Exercise details
Keep every character as it is and output all of the records.

[Saved entries]
*** Begin section ***

/*
 * The display task.
 *
 * This is the only place where hours, minutes and seconds exist as one value.
 * The ticking tasks just announce that their unit moved; the display task
 * takes those announcements off the mailbox one at a time, so the clock has a
 * single writer and needs no lock of its own. The only lock here is the one
 * around the console, so that a line is never mixed with somebody else's
 * output.
 */

use core::convert::Infallible;
use core::fmt::{self, Write};

use embassy_sync::{blocking_mutex::raw::RawMutex, mutex::Mutex};
use enum_ordinalize::Ordinalize;
use heapless::String;

use crate::context::ClockContext;
use crate::error::{ClockError, Wait};
use crate::event::{TimeEvent, TimeUnit};
use crate::time::{Timebase, bounded};

/// What gets printed for an event whose source makes no sense.
pub const ERROR_LINE: &str = "Error";

// Fits any `Reading`, even "255:255:255".
const LINE_CAPACITY: usize = 16;

/// A line-oriented output device.
#[allow(async_fn_in_trait)]
pub trait Console {
    /// Writes `line` followed by a line break.
    async fn write_line(&mut self, line: &str);
}

/// Guards the console. Whoever holds it writes whole lines.
pub type OutputLock<M, C> = Mutex<M, C>;

#[derive(Debug, Clone, Copy, PartialEq, Eq, Default)]
#[cfg_attr(feature = "defmt", derive(defmt::Format))]
pub struct Reading {
    pub hours: u8,
    pub minutes: u8,
    pub seconds: u8,
}

impl fmt::Display for Reading {
    fn fmt(&self, f: &mut fmt::Formatter<'_>) -> fmt::Result {
        write!(f, "{}:{}:{}", self.hours, self.minutes, self.seconds)
    }
}

/// The displayed clock, starting at 0:0:0.
#[derive(Debug, Default)]
pub struct Display {
    counters: [u8; TimeUnit::VARIANT_COUNT],
}

impl Display {
    pub const fn new() -> Self {
        Display {
            counters: [0; TimeUnit::VARIANT_COUNT],
        }
    }

    pub fn reading(&self) -> Reading {
        Reading {
            hours: self.counter(TimeUnit::Hour),
            minutes: self.counter(TimeUnit::Minute),
            seconds: self.counter(TimeUnit::Second),
        }
    }

    fn counter(&self, unit: TimeUnit) -> u8 {
        self.counters[unit.ordinal() as usize]
    }

    /// Moves the unit named by `event` on by one. Returns `None` and leaves
    /// the clock alone if the event names no unit.
    pub fn apply(&mut self, event: &TimeEvent) -> Option<Reading> {
        let unit = event.unit()?;
        let counter = &mut self.counters[unit.ordinal() as usize];
        *counter = (*counter + 1) % unit.modulus();
        Some(self.reading())
    }

    /// Applies `event` and writes the outcome to `console` as one line.
    pub async fn show<C: Console>(&mut self, event: &TimeEvent, console: &mut C) -> Option<Reading> {
        let reading = self.apply(event);
        if reading.is_none() {
            warn!("display: event with unknown source {}", event.code());
        }
        console.write_line(&render(reading.as_ref())).await;

        reading
    }
}

/// The line shown for `reading`, or the error line without one. A line that
/// does not fit in `LINE_CAPACITY` goes out cut short.
fn render(reading: Option<&Reading>) -> String<LINE_CAPACITY> {
    let mut line = String::new();
    let rendered = match reading {
        Some(reading) => write!(line, "{reading}"),
        None => line.push_str(ERROR_LINE).map_err(|()| fmt::Error),
    };
    if rendered.is_err() {
        warn!("display: line cut short at {} bytes", LINE_CAPACITY);
    }
    line
}

/// The display task: takes events off the mailbox and shows each one under
/// the output lock. Only returns if a bounded wait runs out.
pub async fn run_display<M, C, T>(
    ctx: &ClockContext<'_, M, C>,
    time: &T,
) -> Result<Infallible, ClockError>
where
    M: RawMutex,
    C: Console,
    T: Timebase,
{
    let limit = ctx.config.wait_limit_ms;
    let mut display = Display::new();
    info!("display: started");

    loop {
        let event = bounded(time, limit, Wait::MailboxCollect, ctx.mailbox.receive()).await?;
        let mut console = bounded(time, limit, Wait::OutputLock, ctx.output.lock()).await?;
        display.show(&event, &mut *console).await;
    }
}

*** End section ***

Solution
/*
 * The display task.
 *
 * This is the only place where hours, minutes and seconds exist as one value.
 * The ticking tasks just announce that their unit moved; the display task
 * takes those announcements off the mailbox one at a time, so the clock has a
 * single writer and needs no lock of its own. The only lock here is the one
 * around the console, so that a line is never mixed with somebody else's
 * output.
 */

use core::convert::Infallible;
use core::fmt::{self, Write};

use embassy_sync::{blocking_mutex::raw::RawMutex, mutex::Mutex};
use enum_ordinalize::Ordinalize;
use heapless::String;

use crate::context::ClockContext;
use crate::error::{ClockError, Wait};
use crate::event::{TimeEvent, TimeUnit};
use crate::time::{Timebase, bounded};

/// What gets printed for an event whose source makes no sense.
pub const ERROR_LINE: &str = "Error";

// Fits any `Reading`, even "255:255:255".
const LINE_CAPACITY: usize = 16;

/// A line-oriented output device.
#[allow(async_fn_in_trait)]
pub trait Console {
    /// Writes `line` followed by a line break.
    async fn write_line(&mut self, line: &str);
}

/// Guards the console. Whoever holds it writes whole lines.
pub type OutputLock<M, C> = Mutex<M, C>;

#[derive(Debug, Clone, Copy, PartialEq, Eq, Default)]
#[cfg_attr(feature = "defmt", derive(defmt::Format))]
pub struct Reading {
    pub hours: u8,
    pub minutes: u8,
    pub seconds: u8,
}

impl fmt::Display for Reading {
    fn fmt(&self, f: &mut fmt::Formatter<'_>) -> fmt::Result {
        write!(f, "{}:{}:{}", self.hours, self.minutes, self.seconds)
    }
}

/// The displayed clock, starting at 0:0:0.
#[derive(Debug, Default)]
pub struct Display {
    counters: [u8; TimeUnit::VARIANT_COUNT],
}

impl Display {
    pub const fn new() -> Self {
        Display {
            counters: [0; TimeUnit::VARIANT_COUNT],
        }
    }

    pub fn reading(&self) -> Reading {
        Reading {
            hours: self.counter(TimeUnit::Hour),
            minutes: self.counter(TimeUnit::Minute),
            seconds: self.counter(TimeUnit::Second),
        }
    }

    fn counter(&self, unit: TimeUnit) -> u8 {
        self.counters[unit.ordinal() as usize]
    }

    /// Moves the unit named by `event` on by one. Returns `None` and leaves
    /// the clock alone if the event names no unit.
    pub fn apply(&mut self, event: &TimeEvent) -> Option<Reading> {
        let unit = event.unit()?;
        let counter = &mut self.counters[unit.ordinal() as usize];
        *counter = (*counter + 1) % unit.modulus();
        Some(self.reading())
    }

    /// Applies `event` and writes the outcome to `console` as one line.
    pub async fn show<C: Console>(&mut self, event: &TimeEvent, console: &mut C) -> Option<Reading> {
        let reading = self.apply(event);
        if reading.is_none() {
            warn!("display: event with unknown source {}", event.code());
        }
        console.write_line(&render(reading.as_ref())).await;

        reading
    }
}

/// The line shown for `reading`, or the error line without one. A line that
/// does not fit in `LINE_CAPACITY` goes out cut short.
fn render(reading: Option<&Reading>) -> String<LINE_CAPACITY> {
    let mut line = String::new();
    let rendered = match reading {
        Some(reading) => write!(line, "{reading}"),
        None => line.push_str(ERROR_LINE).map_err(|()| fmt::Error),
    };
    if rendered.is_err() {
        warn!("display: line cut short at {} bytes", LINE_CAPACITY);
    }
    line
}

/// The display task: takes events off the mailbox and shows each one under
/// the output lock. Only returns if a bounded wait runs out.
pub async fn run_display<M, C, T>(
    ctx: &ClockContext<'_, M, C>,
    time: &T,
) -> Result<Infallible, ClockError>
where
    M: RawMutex,
    C: Console,
    T: Timebase,
{
    let limit = ctx.config.wait_limit_ms;
    let mut display = Display::new();
    info!("display: started");

    loop {
        let event = bounded(time, limit, Wait::MailboxCollect, ctx.mailbox.receive()).await?;
        let mut console = bounded(time, limit, Wait::OutputLock, ctx.output.lock()).await?;
        display.show(&event, &mut *console).await;
    }
}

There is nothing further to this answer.